*TASK TO COMPLETE*.
Which lines of the entries below run from the one holding "use shoal_metadata::NodeQuery;" to the one holding "let node = self.get(id).await?;", inclusive? Set down exactly those lines and no others.
═══ AVAILABLE RECORDS
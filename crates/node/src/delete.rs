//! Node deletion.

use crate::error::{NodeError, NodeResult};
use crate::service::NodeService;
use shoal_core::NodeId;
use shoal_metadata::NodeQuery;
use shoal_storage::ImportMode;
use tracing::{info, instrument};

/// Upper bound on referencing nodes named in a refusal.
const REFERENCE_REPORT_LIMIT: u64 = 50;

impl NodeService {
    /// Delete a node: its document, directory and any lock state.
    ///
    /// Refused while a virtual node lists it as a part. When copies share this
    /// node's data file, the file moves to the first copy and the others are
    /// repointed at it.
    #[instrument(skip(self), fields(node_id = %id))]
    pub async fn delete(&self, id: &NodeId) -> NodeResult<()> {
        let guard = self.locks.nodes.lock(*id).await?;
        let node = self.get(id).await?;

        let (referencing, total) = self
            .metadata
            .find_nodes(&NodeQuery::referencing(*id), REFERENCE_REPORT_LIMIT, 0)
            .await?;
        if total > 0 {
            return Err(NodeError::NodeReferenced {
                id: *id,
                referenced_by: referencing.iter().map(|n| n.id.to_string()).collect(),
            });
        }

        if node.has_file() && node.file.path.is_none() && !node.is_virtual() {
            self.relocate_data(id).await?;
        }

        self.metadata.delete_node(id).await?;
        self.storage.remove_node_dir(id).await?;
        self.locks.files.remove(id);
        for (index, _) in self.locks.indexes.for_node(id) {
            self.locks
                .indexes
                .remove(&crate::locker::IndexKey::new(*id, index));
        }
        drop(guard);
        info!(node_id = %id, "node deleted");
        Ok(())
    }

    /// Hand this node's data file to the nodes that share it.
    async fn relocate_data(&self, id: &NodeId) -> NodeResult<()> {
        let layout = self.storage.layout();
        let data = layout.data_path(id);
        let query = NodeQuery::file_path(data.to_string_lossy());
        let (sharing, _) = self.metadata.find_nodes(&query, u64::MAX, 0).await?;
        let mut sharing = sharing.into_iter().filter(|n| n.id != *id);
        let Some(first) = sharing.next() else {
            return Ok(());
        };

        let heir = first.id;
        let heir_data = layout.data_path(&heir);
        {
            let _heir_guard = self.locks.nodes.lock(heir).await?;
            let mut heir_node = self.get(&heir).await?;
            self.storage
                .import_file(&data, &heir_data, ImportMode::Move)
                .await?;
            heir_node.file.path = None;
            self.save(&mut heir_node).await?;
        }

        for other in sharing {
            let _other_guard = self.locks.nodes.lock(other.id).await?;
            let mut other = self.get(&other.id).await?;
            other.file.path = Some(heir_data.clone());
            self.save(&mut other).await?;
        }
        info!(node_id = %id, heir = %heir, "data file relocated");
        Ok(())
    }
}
══════
═══ AVAILABLE RECORDS
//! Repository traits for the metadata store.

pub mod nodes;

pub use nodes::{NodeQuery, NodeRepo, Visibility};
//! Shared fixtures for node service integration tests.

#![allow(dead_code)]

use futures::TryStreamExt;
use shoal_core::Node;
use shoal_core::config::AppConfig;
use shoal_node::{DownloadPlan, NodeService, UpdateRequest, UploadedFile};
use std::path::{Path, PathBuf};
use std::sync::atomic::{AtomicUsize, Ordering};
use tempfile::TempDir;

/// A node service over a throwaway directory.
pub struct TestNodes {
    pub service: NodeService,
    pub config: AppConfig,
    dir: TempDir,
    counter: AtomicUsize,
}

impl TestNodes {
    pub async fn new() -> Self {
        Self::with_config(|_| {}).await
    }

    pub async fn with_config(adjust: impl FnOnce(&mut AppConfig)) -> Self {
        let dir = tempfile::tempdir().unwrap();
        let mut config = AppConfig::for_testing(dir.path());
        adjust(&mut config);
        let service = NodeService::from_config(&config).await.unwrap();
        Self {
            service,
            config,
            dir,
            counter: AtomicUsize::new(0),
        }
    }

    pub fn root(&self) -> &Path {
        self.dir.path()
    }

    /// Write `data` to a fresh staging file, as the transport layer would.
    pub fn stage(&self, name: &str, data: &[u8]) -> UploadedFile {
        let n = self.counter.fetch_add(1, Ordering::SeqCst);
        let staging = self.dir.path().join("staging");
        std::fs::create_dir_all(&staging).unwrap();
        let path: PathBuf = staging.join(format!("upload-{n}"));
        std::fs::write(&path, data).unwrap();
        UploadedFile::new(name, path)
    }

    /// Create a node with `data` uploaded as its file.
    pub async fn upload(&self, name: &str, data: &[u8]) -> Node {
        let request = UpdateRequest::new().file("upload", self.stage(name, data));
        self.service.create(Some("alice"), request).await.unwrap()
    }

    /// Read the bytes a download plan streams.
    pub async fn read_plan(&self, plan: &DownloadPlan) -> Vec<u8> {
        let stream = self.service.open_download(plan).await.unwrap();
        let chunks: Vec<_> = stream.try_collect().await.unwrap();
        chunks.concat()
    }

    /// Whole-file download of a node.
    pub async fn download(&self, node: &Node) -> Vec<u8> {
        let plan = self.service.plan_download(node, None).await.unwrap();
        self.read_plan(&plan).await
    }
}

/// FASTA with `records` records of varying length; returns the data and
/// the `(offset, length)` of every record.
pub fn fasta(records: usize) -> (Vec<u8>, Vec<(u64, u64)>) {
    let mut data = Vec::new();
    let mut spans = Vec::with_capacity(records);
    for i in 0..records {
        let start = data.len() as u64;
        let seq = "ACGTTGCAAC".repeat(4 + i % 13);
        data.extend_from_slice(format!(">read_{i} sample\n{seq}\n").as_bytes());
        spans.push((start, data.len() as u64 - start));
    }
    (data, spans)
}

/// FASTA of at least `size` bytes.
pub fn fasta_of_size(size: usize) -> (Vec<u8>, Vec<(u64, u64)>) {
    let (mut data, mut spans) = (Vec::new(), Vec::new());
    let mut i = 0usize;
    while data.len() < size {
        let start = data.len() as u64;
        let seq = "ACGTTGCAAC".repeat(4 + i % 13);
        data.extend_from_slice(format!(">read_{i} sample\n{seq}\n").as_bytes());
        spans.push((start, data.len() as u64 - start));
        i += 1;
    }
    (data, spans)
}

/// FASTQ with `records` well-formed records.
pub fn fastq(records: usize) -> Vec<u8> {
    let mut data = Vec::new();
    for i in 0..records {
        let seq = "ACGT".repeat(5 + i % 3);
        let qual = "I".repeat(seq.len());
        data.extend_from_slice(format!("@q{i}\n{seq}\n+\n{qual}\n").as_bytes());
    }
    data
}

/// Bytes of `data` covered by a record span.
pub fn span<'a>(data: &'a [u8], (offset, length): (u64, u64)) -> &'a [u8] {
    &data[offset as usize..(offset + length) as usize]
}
══════
*RESPONSE AREA*.
use shoal_metadata::NodeQuery;
use shoal_storage::ImportMode;
use tracing::{info, instrument};

/// Upper bound on referencing nodes named in a refusal.
const REFERENCE_REPORT_LIMIT: u64 = 50;

impl NodeService {
    /// Delete a node: its document, directory and any lock state.
    ///
    /// Refused while a virtual node lists it as a part. When copies share this
    /// node's data file, the file moves to the first copy and the others are
    /// repointed at it.
    #[instrument(skip(self), fields(node_id = %id))]
    pub async fn delete(&self, id: &NodeId) -> NodeResult<()> {
        let guard = self.locks.nodes.lock(*id).await?;
        let node = self.get(id).await?;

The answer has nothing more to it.